On 2020-06-24 12:21, Jason Gunthorpe wrote:
On Wed, Jun 24, 2020 at 08:14:17PM +0100, Chris Wilson wrote:
A general rule of thumb is that shrinkers should be fast and effective.
They are called from direct reclaim at the most incovenient of times when
the caller is waiting for a page. If we attempt to reclaim a page being
pinned for active dma [pin_user_pages()], we will incur far greater
latency than a normal anonymous page mapped multiple times. Worse the
page may be in use indefinitely by the HW and unable to be reclaimed
in a timely manner.
A pinned page can't be migrated, discarded or swapped by definition -
it would cause data corruption.
So, how do things even get here and/or work today at all? I think the
explanation is missing something important.

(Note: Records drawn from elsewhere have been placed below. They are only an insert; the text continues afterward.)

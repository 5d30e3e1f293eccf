//! # checkout-api
//!
//! HTTP API layer for the checkout session service.
//!
//! This crate provides:
//! - Axum-based HTTP server
//! - The checkout-session endpoint and its CORS preflight
//! - Startup configuration from the environment
//!
//! ## Endpoints
//!
//! | Method | Path | Description |
//! |--------|------|-------------|
//! | GET | `/health` | Health check |
//! | POST | `/create-checkout-session` | Create checkout session |
//! | OPTIONS | `/create-checkout-session` | CORS preflight |

pub mod config;
pub mod cors;
pub mod handlers;
pub mod routes;
pub mod state;

pub use config::{AppConfig, FileConfig};
pub use routes::create_router;
pub use state::AppState;
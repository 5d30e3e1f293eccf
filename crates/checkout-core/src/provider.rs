//! # Checkout Provider Trait
//!
//! Seam between the checkout handler and a hosted payment provider.
//! The handler only ever sees an opaque session id come back.
//!
//! ```text
//! ┌──────────────────────────────────────────────┐
//! │          CheckoutProvider (trait)            │
//! │  ├── create_session()                        │
//! │  └── provider_name()                         │
//! └──────────────────────────────────────────────┘
//!                       ▲
//!          ┌────────────┴────────────┐
//!  ┌───────┴────────┐       ┌────────┴───────┐
//!  │ StripeCheckout │       │  test doubles  │
//!  │    Provider    │       │                │
//!  └────────────────┘       └────────────────┘
//! ```

use crate::error::CheckoutResult;
use crate::session::{CreatedSession, SessionParams};
use async_trait::async_trait;
use std::sync::Arc;

/// A hosted payment provider able to open checkout sessions.
#[async_trait]
pub trait CheckoutProvider: Send + Sync {
    /// Open one checkout session. Called exactly once per request, never
    /// retried.
    async fn create_session(&self, params: &SessionParams) -> CheckoutResult<CreatedSession>;

    /// Get the provider name (for logging).
    fn provider_name(&self) -> &'static str;
}

/// Type alias for a shared provider (dynamic dispatch)
pub type BoxedCheckoutProvider = Arc<dyn CheckoutProvider>;
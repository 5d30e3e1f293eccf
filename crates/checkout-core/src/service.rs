//! # Checkout Service
//!
//! Validate a request body, open one session with the provider and
//! return its id. No HTTP concerns live here.

use crate::error::CheckoutResult;
use crate::provider::CheckoutProvider;
use crate::session::{SessionParams, SessionRequest, SessionResult};
use crate::urls::RedirectUrls;
use tracing::{debug, info};

/// Create a checkout session from a raw JSON request body.
///
/// Validation failures return before the provider is contacted.
pub async fn create_checkout_session(
    provider: &dyn CheckoutProvider,
    urls: &RedirectUrls,
    body: &[u8],
) -> CheckoutResult<SessionResult> {
    let request = SessionRequest::from_json(body)?;
    info!(
        provider = provider.provider_name(),
        price_id = %request.price_reference,
        mode = ?request.mode,
        "Creating checkout session"
    );

    let params = SessionParams::for_request(&request, urls);
    let session = provider.create_session(&params).await?;

    if let Some(url) = &session.checkout_url {
        debug!(session_id = %session.session_id, checkout_url = %url, "Hosted checkout page ready");
    }

    Ok(SessionResult {
        session_id: session.session_id,
    })
}
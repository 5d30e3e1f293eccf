//! # Checkout Session
//!
//! Creates Stripe checkout sessions for the marketing site's pricing page.
//!
//! ## Usage
//!
//! ```bash
//! # Set environment variables
//! export STRIPE_SECRET_KEY=sk_test_...
//! export SITE_BASE_URL=https://contestra.com
//! export CORS_ALLOWED_ORIGINS=https://contestra.com,https://www.contestra.com
//!
//! # Run the server
//! checkout-session
//! ```

use checkout_api::{routes, state::AppState};
use tracing::{info, Level};
use tracing_subscriber::{fmt, prelude::*, EnvFilter};

#[tokio::main]
async fn main() -> anyhow::Result<()> {
    // Initialize logging
    tracing_subscriber::registry()
        .with(fmt::layer())
        .with(
            EnvFilter::builder()
                .with_default_directive(Level::INFO.into())
                .from_env_lossy(),
        )
        .init();

    print_banner();

    let state = AppState::new()?;

    let addr = state.config.socket_addr()?;
    let checkout_path = state.config.checkout_path.clone();

    info!("Environment: {}", state.config.environment);
    info!("Payment provider: {}", state.provider.provider_name());
    info!(
        "Allowed origins: {:?} (default {})",
        state.config.origins.allowed_origins(),
        state.config.origins.default_origin()
    );

    let app = routes::create_router(state);

    info!("Checkout session service starting on http://{}", addr);
    info!("Checkout: POST http://{}{}", addr, checkout_path);

    let listener = tokio::net::TcpListener::bind(addr).await?;
    axum::serve(listener, app).await?;

    Ok(())
}

fn print_banner() {
    println!(
        r#"
  Checkout Session
  ━━━━━━━━━━━━━━━━
  Version: {}
"#,
        env!("CARGO_PKG_VERSION")
    );
}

Well, those activities generally try to unmap the page, and
have to be prepared to deal with failure to unmap. From my reading,
it seemed very clear.
What's less clear is why the comment and the commit description
only talk about reclaim, when there are additional things that call
try_to_unmap(), including:
migrate_vma_unmap()
split_huge_page_to_list() --> unmap_page()
I do like this code change, though. And I *think* it's actually safe to
do this, as it stays away from writeback or other filesystem activity.
But let me double check that, in case I'm forgetting something.
thanks,
--
John Hubbard
NVIDIA